Daniel de Superville (Rotterdam, 2 December 1696 – Rotterdam, 16 November 1773) was a Dutch physician who in 1742 founded the University of Erlangen in Germany. He served as chancellor of the university until 1748. De Superville also wrote several treatises on anatomy.

Daniel de Superville came from a family of French Huguenots who had fled to the Netherlands from Saumur. He was the third son of merchant Jacques (Jacob) de Superville and Marguérite Vettekeuken. His uncle was the Calvinist theologian Daniel de Superville (1657-1728).

He enrolled at the University of Leiden in 1719, having already gained his doctorate a year earlier at the University of Utrecht with a dissertation entitled Dissertatio de sanguine et sanguificatione. In 1722 he married Catharina Elisabeth le Comte in Leiden, and on 21 June that year the couple left for Prussia, where de Superville found employment as a lecturer of anatomy and surgery in Stettin.
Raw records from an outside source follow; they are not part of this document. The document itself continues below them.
// SPDX-License-Identifier: AGPL-3.0-or-later
// Copyright (C) 2025 Blackman Artificial Intelligence Technologies Inc.

//! Hardware descriptor normalization
//!
//! Turns free-form CPU, GPU and RAM descriptors into canonical keys. The same
//! functions build dataset keys at load time and query keys at lookup time,
//! so equality between the two sides is the whole matching contract.
//!
//! Every normalizer is total and idempotent: any input yields a key, and a
//! key fed back in comes out unchanged.

pub mod cpu;
pub mod gpu;
pub mod ram;
pub mod text;

use serde::{Deserialize, Serialize};
use std::fmt;

pub use cpu::normalize_cpu;
pub use gpu::normalize_gpu;
pub use ram::normalize_ram;

/// Which kind of descriptor a string describes
#[derive(Debug, Clone, Copy, PartialEq, Eq, Hash, Serialize, Deserialize, clap::ValueEnum)]
#[serde(rename_all = "lowercase")]
pub enum HardwareKind {
    Cpu,
    Gpu,
    Ram,
}

impl HardwareKind {
    pub const ALL: [HardwareKind; 3] = [HardwareKind::Cpu, HardwareKind::Gpu, HardwareKind::Ram];

    /// Normalize `raw` as this kind of descriptor.
    pub fn normalize(self, raw: &str) -> String {
        normalize(self, raw)
    }
}

impl fmt::Display for HardwareKind {
    fn fmt(&self, f: &mut fmt::Formatter<'_>) -> fmt::Result {
        match self {
            HardwareKind::Cpu => write!(f, "CPU"),
            HardwareKind::Gpu => write!(f, "GPU"),
            HardwareKind::Ram => write!(f, "RAM"),
        }
    }
}

/// Dispatch to the normalizer for `kind`.
pub fn normalize(kind: HardwareKind, raw: &str) -> String {
    match kind {
        HardwareKind::Cpu => normalize_cpu(raw),
        HardwareKind::Gpu => normalize_gpu(raw),
        HardwareKind::Ram => normalize_ram(raw),
    }
}

#[cfg(test)]
mod tests {
    use super::*;

    #[test]
    fn test_dispatch_matches_direct_calls() {
        assert_eq!(normalize(HardwareKind::Cpu, "i5-12400F"), normalize_cpu("i5-12400F"));
        assert_eq!(normalize(HardwareKind::Gpu, "RX 580"), normalize_gpu("RX 580"));
        assert_eq!(normalize(HardwareKind::Ram, "16 GB"), normalize_ram("16 GB"));
    }

    #[test]
    fn test_kind_method() {
        assert_eq!(HardwareKind::Ram.normalize("8 ГБ"), "8gb");
    }

    #[test]
    fn test_kind_display() {
        assert_eq!(HardwareKind::Cpu.to_string(), "CPU");
        assert_eq!(HardwareKind::Gpu.to_string(), "GPU");
        assert_eq!(HardwareKind::Ram.to_string(), "RAM");
    }

    #[test]
    fn test_kind_serde_lowercase() {
        let json = serde_json::to_string(&HardwareKind::Gpu).unwrap();
        assert_eq!(json, "\"gpu\"");
        let kind: HardwareKind = serde_json::from_str("\"ram\"").unwrap();
        assert_eq!(kind, HardwareKind::Ram);
    }

    #[test]
    fn test_every_kind_handles_empty_input() {
        for kind in HardwareKind::ALL {
            assert_eq!(kind.normalize(""), "");
        }
    }
}
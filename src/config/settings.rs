// SPDX-License-Identifier: AGPL-3.0-or-later
// Copyright (C) 2025 Blackman Artificial Intelligence Technologies Inc.

//! Settings management for rigpreset
//!
//! Handles loading and saving settings from ~/.rigpreset/settings.json

use serde::{Deserialize, Serialize};
use std::path::PathBuf;

mod io;
mod validation;

pub use io::{DATASET_ENV, HOME_ENV};
pub use validation::SETTING_KEYS;

/// Main settings structure, stored in ~/.rigpreset/settings.json
#[derive(Debug, Clone, Serialize, Deserialize, Default, PartialEq)]
pub struct Settings {
    /// Where the preset table lives
    #[serde(default)]
    pub dataset: DatasetConfig,

    /// Lookup behaviour
    #[serde(default)]
    pub lookup: LookupConfig,
}

/// Dataset location
#[derive(Debug, Clone, Serialize, Deserialize, Default, PartialEq)]
pub struct DatasetConfig {
    /// Path to the CSV or JSON preset table (None = <home>/presets.csv)
    #[serde(default, skip_serializing_if = "Option::is_none")]
    pub path: Option<PathBuf>,
}

/// Lookup behaviour
#[derive(Debug, Clone, Serialize, Deserialize, PartialEq)]
pub struct LookupConfig {
    /// List near-miss presets when nothing matches exactly
    #[serde(default)]
    pub suggestions: bool,

    /// Maximum number of near-miss presets to list
    #[serde(default = "default_max_suggestions")]
    pub max_suggestions: usize,

    /// Minimum mean Jaro-Winkler similarity (0.0-1.0) for a near miss
    #[serde(default = "default_min_similarity")]
    pub min_similarity: f64,
}

impl Default for LookupConfig {
    fn default() -> Self {
        Self {
            suggestions: false,
            max_suggestions: default_max_suggestions(),
            min_similarity: default_min_similarity(),
        }
    }
}

fn default_max_suggestions() -> usize {
    3
}

fn default_min_similarity() -> f64 {
    0.85
}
After managing to cure King Frederick Wilhelm I of Prussia of edema (dropsy), Daniel de Superville in 1738 secured a position as the personal physician of Princess Wilhelmine of Prussia, sister of Frederick II. Superville soon became a highly influential advisor at the court of Wilhelmina and her husband, Frederick, Margrave of Brandenburg-Bayreuth. He was admitted to the German imperial academy of sciences in Berlin in 1739 and elected a Fellow of the Royal Society in 1741.

At the initiative of Frederick and Wilhelmina, he founded a Protestant university in Bayreuth in 1743. Superville was appointed as the first rector magnificus of the university. When the university was relocated to Erlangen one year later, Frederick of Brandenburg-Bayreuth appointed himself rector magnificus but kept de Superville on as chancellor. Today, the University of Erlangen is the second largest university in Bavaria.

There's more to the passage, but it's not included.